A centralized registration website for that purpose should be up and operating within the next two weeks, she said.
As of Tuesday, Rhode Island had fully vaccinated about 3.4% of its population, according to data compiled and published by the Johns Hopkins University Coronavirus Resource Center. Until recently, the state has been receiving only 14,000 doses a week. That amount is expected to incrementally rise.
Starting next week, the city and town hubs will get a total of 7,000 doses a week, Dr. Alexander-Scott said, which will be allocated among the communities based on population. The cities and towns started those vaccinations about two weeks ago.
Her comments came in a FaceBook Live event described as an opportunity to answer viewer questions on the vaccine distribution, Gov. Gina M. Raimondo and R.I. Department of Health officials took no questions from the several dozen posted as the event unfolded for 30 minutes.
Instead, the state officials, including Lt. Gov. Daniel J. McKee, who is slated to replace Raimondo as governor, spoke among themselves. They covered issues raised in several previous press conferences, including a description of the three kinds of locations where the first general population in Phase I – Rhode Islanders aged 75 and older – may qualify for a vaccine appointment.
As the officials spoke, more than two dozen questions were posted in the Facebook Live session by people identifying as Rhode Islanders, asking when they would be eligible to be vaccinated. Some cited specific conditions, including a woman who said she has asthma and uses an inhaler three times daily. “When is my turn,” she wrote.
Another woman said she’s 47, and is extremely high risk for COVID-19 because she has lung cancer. “Anything for the schedule is age-based and the state forgot about people with cancer,” she wrote.
Others expressed frustration with the limited scheduling on retail pharmacy websites. “Seniors, the forgotten generation who sustained RI for the past 50y ears,” posted one woman, as the event drew to a close.
Raimondo, who has stayed mostly out of public view since she was nominated early last month to serve as the next United States secretary of commerce, opened the session by telling viewers she had visited a large vaccination center in Cranston, part of a building that also includes a COVID-19 field hospital. The site is now being used to vaccinate people contacted because they qualify through their employment.

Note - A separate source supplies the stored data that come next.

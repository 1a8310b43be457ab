use tracing::{debug, info, warn};

use crate::models::Detection;

/// Usable score of a detection: present, finite, clamped into [0, 1]
pub fn usable_confidence(detection: &Detection) -> Option<f64> {
    detection
        .confidence
        .map(f64::from)
        .filter(|c| c.is_finite())
        .map(|c| c.clamp(0.0, 1.0))
}

/// Weight of a detection: character length of its trimmed text
pub fn text_weight(detection: &Detection) -> f64 {
    detection.text.trim().chars().count() as f64
}

/// Document-level confidence as a text-length weighted mean.
///
/// Detections without a usable score are left out of both sums. Returns
/// exactly 0.0 when nothing carries weight.
pub fn aggregate(detections: &[Detection]) -> f64 {
    if detections.is_empty() {
        warn!("No results to calculate confidence from");
        return 0.0;
    }

    let mut weighted_sum = 0.0;
    let mut total_weight = 0.0;
    let mut usable = 0usize;

    for (idx, detection) in detections.iter().enumerate() {
        let Some(confidence) = usable_confidence(detection) else {
            warn!("Detection {} missing confidence score", idx);
            continue;
        };
        usable += 1;

        let weight = text_weight(detection);
        debug!("Detection {}: confidence={:.4} weight={}", idx, confidence, weight);
        weighted_sum += confidence * weight;
        total_weight += weight;
    }

    if usable == 0 {
        warn!("No valid confidence scores found");
        return 0.0;
    }
    if total_weight == 0.0 {
        warn!("No valid text found for confidence calculation");
        return 0.0;
    }

    let confidence = (weighted_sum / total_weight).clamp(0.0, 1.0);
    info!("Final calculated confidence: {:.4}", confidence);
    confidence
}
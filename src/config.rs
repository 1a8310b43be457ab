//! Configuration for the document pipeline

use anyhow::Context;
use serde::Deserialize;
use std::env;
use std::path::{Path, PathBuf};
use std::str::FromStr;

#[derive(Debug, Clone, Default, Deserialize)]
#[serde(default)]
pub struct Config {
    pub quality: QualityConfig,
    pub preprocess: PreprocessConfig,
    pub pipeline: PipelineConfig,
    pub recognition: RecognitionConfig,
}

#[derive(Debug, Clone, Deserialize)]
#[serde(default)]
pub struct QualityConfig {
    /// Laplacian variance below this is reported as blurry
    pub blur_threshold: f64,
}

#[derive(Debug, Clone, Deserialize)]
#[serde(default)]
pub struct PreprocessConfig {
    pub bilateral_diameter: u32,
    pub sigma_color: f32,
    pub sigma_space: f32,
    /// Side of the square structuring element used for closing
    pub closing_kernel: u32,
    /// Feed the dilate-then-erode result into the threshold step
    pub apply_closing: bool,
    /// Neighbourhood side for adaptive thresholding; must be odd
    pub threshold_block_size: u32,
    /// Subtracted from the local mean before comparison
    pub threshold_offset: i32,
}

#[derive(Debug, Clone, Deserialize)]
#[serde(default)]
pub struct PipelineConfig {
    /// Images with a larger side are scaled down to this
    pub max_dimension: u32,
}

#[derive(Debug, Clone, Default, Deserialize)]
#[serde(default)]
pub struct RecognitionConfig {
    /// Directory holding text-detection.rten and text-recognition.rten
    pub model_dir: Option<PathBuf>,
}

impl Default for QualityConfig {
    fn default() -> Self {
        Self {
            blur_threshold: 100.0,
        }
    }
}

impl Default for PreprocessConfig {
    fn default() -> Self {
        Self {
            bilateral_diameter: 9,
            sigma_color: 75.0,
            sigma_space: 75.0,
            closing_kernel: 5,
            apply_closing: false,
            threshold_block_size: 199,
            threshold_offset: 5,
        }
    }
}

impl Default for PipelineConfig {
    fn default() -> Self {
        Self {
            max_dimension: 2000,
        }
    }
}

impl Config {
    /// Defaults overlaid with `DOCSCAN_*` environment variables
    pub fn from_env() -> anyhow::Result<Self> {
        Self::default().with_env()
    }

    /// Load a JSON config file; missing keys keep their defaults
    pub fn from_file(path: &Path) -> anyhow::Result<Self> {
        let raw = std::fs::read_to_string(path)
            .with_context(|| format!("Failed to read config file {}", path.display()))?;
        let config: Config = serde_json::from_str(&raw)
            .with_context(|| format!("Invalid config file {}", path.display()))?;
        config.validate()?;
        Ok(config)
    }

    /// Overlay `DOCSCAN_*` environment variables on this config
    pub fn with_env(self) -> anyhow::Result<Self> {
        let mut config = self;

        if let Some(v) = parse_var("DOCSCAN_BLUR_THRESHOLD")? {
            config.quality.blur_threshold = v;
        }
        if let Some(v) = parse_var("DOCSCAN_BILATERAL_DIAMETER")? {
            config.preprocess.bilateral_diameter = v;
        }
        if let Some(v) = parse_var("DOCSCAN_SIGMA_COLOR")? {
            config.preprocess.sigma_color = v;
        }
        if let Some(v) = parse_var("DOCSCAN_SIGMA_SPACE")? {
            config.preprocess.sigma_space = v;
        }
        if let Some(v) = parse_var("DOCSCAN_CLOSING_KERNEL")? {
            config.preprocess.closing_kernel = v;
        }
        if let Some(v) = parse_var("DOCSCAN_APPLY_CLOSING")? {
            config.preprocess.apply_closing = v;
        }
        if let Some(v) = parse_var("DOCSCAN_THRESHOLD_BLOCK_SIZE")? {
            config.preprocess.threshold_block_size = v;
        }
        if let Some(v) = parse_var("DOCSCAN_THRESHOLD_OFFSET")? {
            config.preprocess.threshold_offset = v;
        }
        if let Some(v) = parse_var("DOCSCAN_MAX_DIMENSION")? {
            config.pipeline.max_dimension = v;
        }
        if let Ok(dir) = env::var("DOCSCAN_MODEL_DIR") {
            config.recognition.model_dir = Some(PathBuf::from(dir));
        }

        config.validate()?;
        Ok(config)
    }

    pub fn validate(&self) -> anyhow::Result<()> {
        let p = &self.preprocess;
        if p.threshold_block_size < 3 || p.threshold_block_size % 2 == 0 {
            anyhow::bail!(
                "threshold block size must be odd and at least 3, got {}",
                p.threshold_block_size
            );
        }
        if p.bilateral_diameter == 0 {
            anyhow::bail!("bilateral diameter must be positive");
        }
        if p.sigma_color <= 0.0 || p.sigma_space <= 0.0 {
            anyhow::bail!(
                "bilateral sigmas must be positive, got color={} space={}",
                p.sigma_color,
                p.sigma_space
            );
        }
        if p.closing_kernel == 0 || p.closing_kernel / 2 > u8::MAX as u32 {
            anyhow::bail!("closing kernel must be between 1 and 511, got {}", p.closing_kernel);
        }
        if self.pipeline.max_dimension == 0 {
            anyhow::bail!("max dimension must be positive");
        }
        if !self.quality.blur_threshold.is_finite() {
            anyhow::bail!("blur threshold must be finite");
        }
        Ok(())
    }
}

fn parse_var<T>(name: &str) -> anyhow::Result<Option<T>>
where
    T: FromStr,
    T::Err: std::fmt::Display,
{
    match env::var(name) {
        Ok(raw) => raw
            .trim()
            .parse()
            .map(Some)
            .map_err(|e| anyhow::anyhow!("Invalid value for {}: {:?} ({})", name, raw, e)),
        Err(_) => Ok(None),
    }
}
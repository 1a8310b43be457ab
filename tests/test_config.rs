use docscan::Config;
use std::path::PathBuf;

#[test]
fn test_defaults() {
    let config = Config::default();
    assert_eq!(config.quality.blur_threshold, 100.0);
    assert_eq!(config.preprocess.bilateral_diameter, 9);
    assert_eq!(config.preprocess.sigma_color, 75.0);
    assert_eq!(config.preprocess.sigma_space, 75.0);
    assert_eq!(config.preprocess.closing_kernel, 5);
    assert!(!config.preprocess.apply_closing);
    assert_eq!(config.preprocess.threshold_block_size, 199);
    assert_eq!(config.preprocess.threshold_offset, 5);
    assert_eq!(config.pipeline.max_dimension, 2000);
    assert!(config.recognition.model_dir.is_none());
    assert!(config.validate().is_ok());
}

#[test]
fn test_validate_rejects_bad_values() {
    let mut config = Config::default();
    config.preprocess.threshold_block_size = 200;
    assert!(config.validate().is_err());

    let mut config = Config::default();
    config.pipeline.max_dimension = 0;
    assert!(config.validate().is_err());

    let mut config = Config::default();
    config.preprocess.sigma_color = -1.0;
    assert!(config.validate().is_err());

    let mut config = Config::default();
    config.quality.blur_threshold = f64::NAN;
    assert!(config.validate().is_err());
}

#[test]
fn test_deserialize_partial() {
    let config: Config = serde_json::from_str(
        r#"{ "quality": { "blur_threshold": 42.5 }, "preprocess": { "apply_closing": true } }"#,
    )
    .unwrap();
    assert_eq!(config.quality.blur_threshold, 42.5);
    assert!(config.preprocess.apply_closing);
    assert_eq!(config.preprocess.threshold_block_size, 199);
    assert_eq!(config.pipeline.max_dimension, 2000);
}

#[test]
fn test_from_file() -> anyhow::Result<()> {
    let dir = tempfile::TempDir::new()?;
    let path = dir.path().join("docscan.json");
    std::fs::write(
        &path,
        r#"{ "preprocess": { "closing_kernel": 3, "apply_closing": true }, "pipeline": { "max_dimension": 1500 } }"#,
    )?;

    let config = Config::from_file(&path)?;
    assert_eq!(config.preprocess.closing_kernel, 3);
    assert!(config.preprocess.apply_closing);
    assert_eq!(config.pipeline.max_dimension, 1500);
    assert_eq!(config.quality.blur_threshold, 100.0);

    std::fs::write(&path, r#"{ "preprocess": { "threshold_block_size": 10 } }"#)?;
    assert!(Config::from_file(&path).is_err());

    std::fs::write(&path, "not json")?;
    let err = Config::from_file(&path).unwrap_err();
    assert!(err.to_string().contains("Invalid config file"));

    assert!(Config::from_file(&dir.path().join("missing.json")).is_err());
    Ok(())
}

#[test]
fn test_validate_rejects_oversized_closing_kernel() {
    let mut config = Config::default();
    config.preprocess.closing_kernel = 1024;
    assert!(config.validate().is_err());
}

// Environment is process-wide, so every env case lives in this one test
#[test]
fn test_from_env_overlay() {
    let vars = [
        ("DOCSCAN_BLUR_THRESHOLD", "55.5"),
        ("DOCSCAN_MAX_DIMENSION", "1024"),
        ("DOCSCAN_APPLY_CLOSING", "true"),
        ("DOCSCAN_CLOSING_KERNEL", "7"),
        ("DOCSCAN_THRESHOLD_BLOCK_SIZE", "51"),
        ("DOCSCAN_MODEL_DIR", "/opt/models"),
    ];
    for (key, value) in vars {
        unsafe { std::env::set_var(key, value) };
    }

    let config = Config::from_env().unwrap();
    assert_eq!(config.quality.blur_threshold, 55.5);
    assert_eq!(config.pipeline.max_dimension, 1024);
    assert!(config.preprocess.apply_closing);
    assert_eq!(config.preprocess.closing_kernel, 7);
    assert_eq!(config.preprocess.threshold_block_size, 51);
    assert_eq!(config.recognition.model_dir, Some(PathBuf::from("/opt/models")));

    unsafe { std::env::set_var("DOCSCAN_MAX_DIMENSION", "lots") };
    let err = Config::from_env().unwrap_err();
    assert!(err.to_string().contains("DOCSCAN_MAX_DIMENSION"));

    unsafe { std::env::set_var("DOCSCAN_MAX_DIMENSION", "1024") };
    unsafe { std::env::set_var("DOCSCAN_THRESHOLD_BLOCK_SIZE", "50") };
    assert!(Config::from_env().is_err());

    unsafe { std::env::set_var("DOCSCAN_THRESHOLD_BLOCK_SIZE", "51") };
    unsafe { std::env::set_var("DOCSCAN_CLOSING_KERNEL", "0") };
    assert!(Config::from_env().is_err());

    for (key, _) in vars {
        unsafe { std::env::remove_var(key) };
    }
    assert_eq!(Config::from_env().unwrap().pipeline.max_dimension, 2000);
}
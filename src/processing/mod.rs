pub mod annotate;
pub mod confidence;
pub mod preprocessing;
pub mod quality;
pub mod steps;

pub use quality::QualityAssessor;
pub use steps::{PreprocessStep, Preprocessor};
//! Guards applied to files before they reach the pipeline

use std::path::Path;

/// Accepted file extensions (lowercase)
pub const ALLOWED_EXTENSIONS: &[&str] = &["png", "jpg", "jpeg", "bmp", "tif", "tiff"];

/// Largest accepted upload
pub const MAX_UPLOAD_BYTES: u64 = 10 * 1024 * 1024;

pub fn is_allowed_extension(path: &Path) -> bool {
    path.extension()
        .and_then(|ext| ext.to_str())
        .map(|ext| ALLOWED_EXTENSIONS.contains(&ext.to_lowercase().as_str()))
        .unwrap_or(false)
}

/// Read an upload after checking its extension and size
pub fn read_upload(path: &Path) -> anyhow::Result<Vec<u8>> {
    if !is_allowed_extension(path) {
        anyhow::bail!(
            "Invalid file type: {}. Allowed: {}",
            path.display(),
            ALLOWED_EXTENSIONS.join(", ")
        );
    }

    let size = std::fs::metadata(path)
        .map_err(|e| anyhow::anyhow!("File not found: {} ({})", path.display(), e))?
        .len();
    if size > MAX_UPLOAD_BYTES {
        anyhow::bail!(
            "File too large: {} is {} bytes (limit {})",
            path.display(),
            size,
            MAX_UPLOAD_BYTES
        );
    }

    Ok(std::fs::read(path)?)
}
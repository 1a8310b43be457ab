use image::{DynamicImage, GrayImage};
use ocrs::{ImageSource, OcrEngine, OcrEngineParams};
use rten::Model;
use std::path::{Path, PathBuf};
use tracing::info;

use crate::error::{PipelineError, Result};
use crate::models::Detection;
use crate::recognition::TextRecognizer;

pub const DETECTION_MODEL: &str = "text-detection.rten";
pub const RECOGNITION_MODEL: &str = "text-recognition.rten";

/// Standard cache location for ocrs models
pub fn default_model_dir() -> anyhow::Result<PathBuf> {
    let home_dir = std::env::var("HOME").or_else(|_| std::env::var("USERPROFILE"))?;
    Ok(Path::new(&home_dir).join(".cache/ocrs"))
}

/// Text recognizer backed by the ocrs engine.
///
/// ocrs does not report per-line scores, so every detection carries
/// `confidence: None`.
pub struct OcrsRecognizer {
    engine: OcrEngine,
}

impl OcrsRecognizer {
    /// Load detection and recognition models from `model_dir`, or the
    /// standard cache location when `None`
    pub fn load(model_dir: Option<&Path>) -> anyhow::Result<Self> {
        let cache_dir = match model_dir {
            Some(dir) => dir.to_path_buf(),
            None => default_model_dir()?,
        };
        let detection_model_path = cache_dir.join(DETECTION_MODEL);
        let recognition_model_path = cache_dir.join(RECOGNITION_MODEL);

        if !detection_model_path.exists() || !recognition_model_path.exists() {
            anyhow::bail!(
                "OCR models not found. Please run: ocrs-cli --help (or download models manually)\n\
                 Expected locations:\n  - {}\n  - {}",
                detection_model_path.display(),
                recognition_model_path.display()
            );
        }

        let detection_model = Model::load_file(&detection_model_path)?;
        let recognition_model = Model::load_file(&recognition_model_path)?;

        let engine = OcrEngine::new(OcrEngineParams {
            detection_model: Some(detection_model),
            recognition_model: Some(recognition_model),
            ..Default::default()
        })?;

        info!("OCR engine initialized from {}", cache_dir.display());
        Ok(Self { engine })
    }
}

fn recognition_error(e: impl std::fmt::Display) -> PipelineError {
    PipelineError::Recognition(e.to_string())
}

impl TextRecognizer for OcrsRecognizer {
    fn name(&self) -> &str {
        "ocrs"
    }

    fn recognize(&self, image: &GrayImage) -> Result<Vec<Detection>> {
        let rgb = DynamicImage::ImageLuma8(image.clone()).to_rgb8();

        let source = ImageSource::from_bytes(rgb.as_raw(), rgb.dimensions())
            .map_err(recognition_error)?;
        let input = self.engine.prepare_input(source).map_err(recognition_error)?;

        let words = self.engine.detect_words(&input).map_err(recognition_error)?;
        let lines = self.engine.find_text_lines(&input, &words);
        let texts = self
            .engine
            .recognize_text(&input, &lines)
            .map_err(recognition_error)?;

        let mut detections = Vec::new();
        for (word_rects, line) in lines.iter().zip(texts) {
            let Some(line) = line else {
                continue;
            };

            // Axis-aligned hull of the line's word boxes
            let corners = word_rects.iter().flat_map(|rect| rect.corners());
            let (mut left, mut top) = (f32::MAX, f32::MAX);
            let (mut right, mut bottom) = (f32::MIN, f32::MIN);
            for corner in corners {
                left = left.min(corner.x);
                top = top.min(corner.y);
                right = right.max(corner.x);
                bottom = bottom.max(corner.y);
            }
            if left > right || top > bottom {
                continue;
            }

            detections.push(Detection::from_rect(
                left,
                top,
                right,
                bottom,
                line.to_string(),
                None,
            ));
        }

        Ok(detections)
    }
}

“I want to thank the National Guard and the Department of Health,” she said. “It’s being run incredibly smoothly. We still have a limited supply of vaccine. The lieutenant governor and I have been working hard to get more vaccine allocation from the federal government. It is still really constrained but we are doing our best to get them out the door and shots into people’s arms as quickly as possible.”
The lieutenant governor’s office is working in tandem with her office, she said, before turning the presentation over to McKee.
McKee said his transition to governor once Raimondo is confirmed as commerce secretary is going to be seamless because of the teams that are in place.
“The wheels [of government] are going to keep turning,” he said.